◆ **What you should do**
Extract the listing below in full, unchanged.

○ ○ ○ ○ ○

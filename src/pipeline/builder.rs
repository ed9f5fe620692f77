// src/pipeline/builder.rs
use super::config::{ConverterConfig, StoreBacking};
use super::coordinator::Converter;
use crate::error::PipelineError;
use xmltab_core::{EmptyContainerPolicy, MappingConfiguration, MappingConfigurationBuilder};

/// A builder for creating a [`Converter`].
#[derive(Debug, Default)]
pub struct ConverterBuilder {
    mapping: Option<MappingConfiguration>,
    config: ConverterConfig,
}

impl ConverterBuilder {
    pub fn new() -> Self {
        Default::default()
    }

    /// Uses an already validated mapping tree.
    pub fn with_mapping(mut self, mapping: MappingConfiguration) -> Self {
        self.mapping = Some(mapping);
        self
    }

    /// Validates and compiles a mapping tree, failing with a configuration
    /// or expression error before any document is read.
    pub fn with_mapping_builder(
        mut self,
        builder: MappingConfigurationBuilder,
    ) -> Result<Self, PipelineError> {
        self.mapping = Some(builder.build()?);
        Ok(self)
    }

    pub fn with_config(mut self, config: ConverterConfig) -> Self {
        self.config = config;
        self
    }

    pub fn with_trim_whitespace(mut self, trim: bool) -> Self {
        self.config = self.config.with_trim_whitespace(trim);
        self
    }

    pub fn with_empty_container_policy(mut self, policy: EmptyContainerPolicy) -> Self {
        self.config = self.config.with_empty_container_policy(policy);
        self
    }

    pub fn with_store_backing(mut self, backing: StoreBacking) -> Self {
        self.config = self.config.with_store_backing(backing);
        self
    }

    pub fn build(self) -> Result<Converter, PipelineError> {
        let mapping = self.mapping.ok_or_else(|| {
            PipelineError::Configuration("A mapping configuration must be provided".to_string())
        })?;
        Ok(Converter::new(mapping, self.config))
    }
}

#[cfg(test)]
mod tests {
    use super::*;
    use xmltab_core::{ContainerDefinition, EngineError, ValueDefinition};

    #[test]
    fn test_build_requires_a_mapping() {
        let result = ConverterBuilder::new().build();
        assert!(matches!(result, Err(PipelineError::Configuration(_))));
    }

    #[test]
    fn test_mapping_errors_surface_before_conversion() {
        let builder = MappingConfiguration::builder().with_container(
            ContainerDefinition::new("A", "/a").with_value(ValueDefinition::new("B", "b[")),
        );
        let result = ConverterBuilder::new().with_mapping_builder(builder);
        assert!(matches!(
            result,
            Err(PipelineError::Mapping(EngineError::Expression { .. }))
        ));
    }

    #[test]
    fn test_settings_reach_the_converter() {
        let mapping = MappingConfiguration::builder()
            .with_container(ContainerDefinition::new("A", "/a").with_value(ValueDefinition::new("B", "b")))
            .build()
            .unwrap();
        let converter = ConverterBuilder::new()
            .with_mapping(mapping)
            .with_trim_whitespace(false)
            .with_empty_container_policy(EmptyContainerPolicy::NoRow)
            .with_store_backing(StoreBacking::Memory)
            .build()
            .unwrap();
        assert!(!converter.config().trim_whitespace);
        assert_eq!(converter.config().empty_container_policy, EmptyContainerPolicy::NoRow);
        assert_eq!(converter.mapping().containers().len(), 1);
    }
}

○ ○ ○ ○ ○

◆ **Output for this task**
filename src/pipeline/builder.rs
repository ed9f5fe620692f77
// src/pipeline/builder.rs
use super::config::{ConverterConfig, StoreBacking};
use super::coordinator::Converter;
use crate::error::PipelineError;
use xmltab_core::{EmptyContainerPolicy, MappingConfiguration, MappingConfigurationBuilder};

/// A builder for creating a [`Converter`].
#[derive(Debug, Default)]
pub struct ConverterBuilder {
    mapping: Option<MappingConfiguration>,
    config: ConverterConfig,
}

impl ConverterBuilder {
    pub fn new() -> Self {
        Default::default()
    }

    /// Uses an already validated mapping tree.
    pub fn with_mapping(mut self, mapping: MappingConfiguration) -> Self {
        self.mapping = Some(mapping);
        self
    }

    /// Validates and compiles a mapping tree, failing with a configuration
    /// or expression error before any document is read.
    pub fn with_mapping_builder(
        mut self,
        builder: MappingConfigurationBuilder,
    ) -> Result<Self, PipelineError> {
        self.mapping = Some(builder.build()?);
        Ok(self)
    }

    pub fn with_config(mut self, config: ConverterConfig) -> Self {
        self.config = config;
        self
    }

    pub fn with_trim_whitespace(mut self, trim: bool) -> Self {
        self.config = self.config.with_trim_whitespace(trim);
        self
    }

    pub fn with_empty_container_policy(mut self, policy: EmptyContainerPolicy) -> Self {
        self.config = self.config.with_empty_container_policy(policy);
        self
    }

    pub fn with_store_backing(mut self, backing: StoreBacking) -> Self {
        self.config = self.config.with_store_backing(backing);
        self
    }

    pub fn build(self) -> Result<Converter, PipelineError> {
        let mapping = self.mapping.ok_or_else(|| {
            PipelineError::Configuration("A mapping configuration must be provided".to_string())
        })?;
        Ok(Converter::new(mapping, self.config))
    }
}

#[cfg(test)]
mod tests {
    use super::*;
    use xmltab_core::{ContainerDefinition, EngineError, ValueDefinition};

    #[test]
    fn test_build_requires_a_mapping() {
        let result = ConverterBuilder::new().build();
        assert!(matches!(result, Err(PipelineError::Configuration(_))));
    }

    #[test]
    fn test_mapping_errors_surface_before_conversion() {
        let builder = MappingConfiguration::builder().with_container(
            ContainerDefinition::new("A", "/a").with_value(ValueDefinition::new("B", "b[")),
        );
        let result = ConverterBuilder::new().with_mapping_builder(builder);
        assert!(matches!(
            result,
            Err(PipelineError::Mapping(EngineError::Expression { .. }))
        ));
    }

    #[test]
    fn test_settings_reach_the_converter() {
        let mapping = MappingConfiguration::builder()
            .with_container(ContainerDefinition::new("A", "/a").with_value(ValueDefinition::new("B", "b")))
            .build()
            .unwrap();
        let converter = ConverterBuilder::new()
            .with_mapping(mapping)
            .with_trim_whitespace(false)
            .with_empty_container_policy(EmptyContainerPolicy::NoRow)
            .with_store_backing(StoreBacking::Memory)
            .build()
            .unwrap();
        assert!(!converter.config().trim_whitespace);
        assert_eq!(converter.config().empty_container_policy, EmptyContainerPolicy::NoRow);
        assert_eq!(converter.mapping().containers().len(), 1);
    }
}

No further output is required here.